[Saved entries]
- Opening Delimiter -

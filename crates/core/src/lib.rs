//! Core types and shared functionality for swcache.
//!
//! This crate provides:
//! - Versioned cache storage with SQLite backend
//! - Request key normalization
//! - The ordered route table
//! - Unified error types
//! - Configuration structures

pub mod cache;
pub mod config;
pub mod error;
pub mod response;
pub mod routes;

pub use cache::{CacheDb, CacheKey, CacheStore, CacheVersion, KeyNormalizer, Partition};
pub use config::{AppConfig, ConfigError, PRECACHE_PARTITION, PartitionConfig, PrecacheConfig};
pub use error::Error;
pub use response::{Request, Response, ResponseSource};
pub use routes::{RouteConfig, RouteDecision, RouteOptions, Router, Strategy};
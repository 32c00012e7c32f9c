//! Database schema migrations.
//!
//! A `_migrations` table records the highest applied version; each pending
//! SQL batch is applied in order.

use std::num::ParseIntError;

use super::Error;
use tokio_rusqlite::{Connection, params};

/// Migration list: (version, SQL). All statements use CREATE IF NOT EXISTS.
const MIGRATIONS: &[(&str, &str)] = &[
    ("1", include_str!("../../migrations/001_cache_storage.sql")),
    ("2", include_str!("../../migrations/002_worker_state.sql")),
];

/// Run any pending migrations.
///
/// # Errors
///
/// Returns an error if a migration SQL fails to execute.
pub async fn run(conn: &Connection) -> Result<(), Error> {
    conn.call(|conn| -> Result<(), Error> {
        conn.execute(
            "CREATE TABLE IF NOT EXISTS _migrations (
                version INTEGER PRIMARY KEY,
                applied_at TEXT NOT NULL
            )",
            [],
        )
        .map_err(Error::from)?;

        let current: i64 = conn
            .query_row("SELECT COALESCE(MAX(version), 0) FROM _migrations", [], |row| {
                row.get(0)
            })
            .map_err(Error::from)?;

        for (version, sql) in MIGRATIONS {
            let version_num: i64 = version
                .parse()
                .map_err(|e: ParseIntError| Error::MigrationFailed(e.to_string()))?;
            if version_num > current {
                tracing::debug!(version = version_num, "applying cache migration");
                conn.execute_batch(sql)?;
                conn.execute(
                    "INSERT INTO _migrations (version, applied_at) VALUES (?1, ?2)",
                    params![version_num, chrono::Utc::now().to_rfc3339()],
                )
                .map_err(Error::from)?;
            }
        }

        Ok(())
    })
    .await
    .map_err(Error::from)
}
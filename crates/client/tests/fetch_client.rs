use std::time::Duration;

use swcache_client::{FetchClient, FetchConfig, Fetcher};
use swcache_core::{Error, Request};
use wiremock::matchers::{method, path};
use wiremock::{Mock, MockServer, ResponseTemplate};

fn client(config: FetchConfig) -> FetchClient {
    FetchClient::new(config).unwrap()
}

#[tokio::test]
async fn test_fetch_returns_body_and_headers() {
    let server = MockServer::start().await;
    Mock::given(method("GET"))
        .and(path("/api/users"))
        .respond_with(
            ResponseTemplate::new(200)
                .insert_header("content-type", "application/json")
                .set_body_string(r#"[{"id":1}]"#),
        )
        .mount(&server)
        .await;

    let response = client(FetchConfig::default())
        .fetch(&Request::get(format!("{}/api/users?_dc=5", server.uri())))
        .await
        .unwrap();

    assert_eq!(response.status(), 200);
    assert_eq!(response.body().as_ref(), br#"[{"id":1}]"#);
    assert_eq!(response.header("Content-Type"), Some("application/json"));
    assert!(response.is_cacheable());
}

#[tokio::test]
async fn test_error_status_is_a_response() {
    let server = MockServer::start().await;
    Mock::given(path("/broken"))
        .respond_with(ResponseTemplate::new(503).set_body_string("down"))
        .mount(&server)
        .await;

    let response = client(FetchConfig::default())
        .fetch(&Request::get(format!("{}/broken", server.uri())))
        .await
        .unwrap();
    assert_eq!(response.status(), 503);
    assert!(!response.is_cacheable());
}

#[tokio::test]
async fn test_oversized_body_is_rejected() {
    let server = MockServer::start().await;
    Mock::given(path("/big.bin"))
        .respond_with(ResponseTemplate::new(200).set_body_bytes(vec![0u8; 4096]))
        .mount(&server)
        .await;

    let err = client(FetchConfig { max_bytes: 1024, ..Default::default() })
        .fetch(&Request::get(format!("{}/big.bin", server.uri())))
        .await
        .unwrap_err();
    assert!(matches!(err, Error::FetchTooLarge(_)), "unexpected error: {err}");
    assert!(!err.is_network_failure());
}

#[tokio::test]
async fn test_slow_server_times_out() {
    let server = MockServer::start().await;
    Mock::given(path("/slow"))
        .respond_with(ResponseTemplate::new(200).set_delay(Duration::from_secs(5)))
        .mount(&server)
        .await;

    let err = client(FetchConfig { timeout: Duration::from_millis(200), ..Default::default() })
        .fetch(&Request::get(format!("{}/slow", server.uri())))
        .await
        .unwrap_err();
    assert!(matches!(err, Error::FetchTimeout(_)), "unexpected error: {err}");
}

#[tokio::test]
async fn test_method_is_forwarded() {
    let server = MockServer::start().await;
    Mock::given(method("POST"))
        .and(path("/api/save"))
        .respond_with(ResponseTemplate::new(201))
        .expect(1)
        .mount(&server)
        .await;

    let response = client(FetchConfig::default())
        .fetch(&Request::new("post", format!("{}/api/save", server.uri())))
        .await
        .unwrap();
    assert_eq!(response.status(), 201);
}

#[tokio::test]
async fn test_stopped_server_is_network_failure() {
    let server = MockServer::builder().start().await;
    let url = format!("{}/gone", server.uri());
    drop(server);

    let err = client(FetchConfig { timeout: Duration::from_secs(2), ..Default::default() })
        .fetch(&Request::get(url))
        .await
        .unwrap_err();
    assert!(err.is_network_failure(), "unexpected error: {err}");
}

- Closing Delimiter -

With the line holding "conn.call(|conn| -> Result<(), Error>" as the first and the line holding "if version_num >" as the last, set down that range of the entries above exactly, and nothing else.

◆ **SOLVED EXERCISE**:
    conn.call(|conn| -> Result<(), Error> {
        conn.execute(
            "CREATE TABLE IF NOT EXISTS _migrations (
                version INTEGER PRIMARY KEY,
                applied_at TEXT NOT NULL
            )",
            [],
        )
        .map_err(Error::from)?;

        let current: i64 = conn
            .query_row("SELECT COALESCE(MAX(version), 0) FROM _migrations", [], |row| {
                row.get(0)
            })
            .map_err(Error::from)?;

        for (version, sql) in MIGRATIONS {
            let version_num: i64 = version
                .parse()
                .map_err(|e: ParseIntError| Error::MigrationFailed(e.to_string()))?;
            if version_num > current {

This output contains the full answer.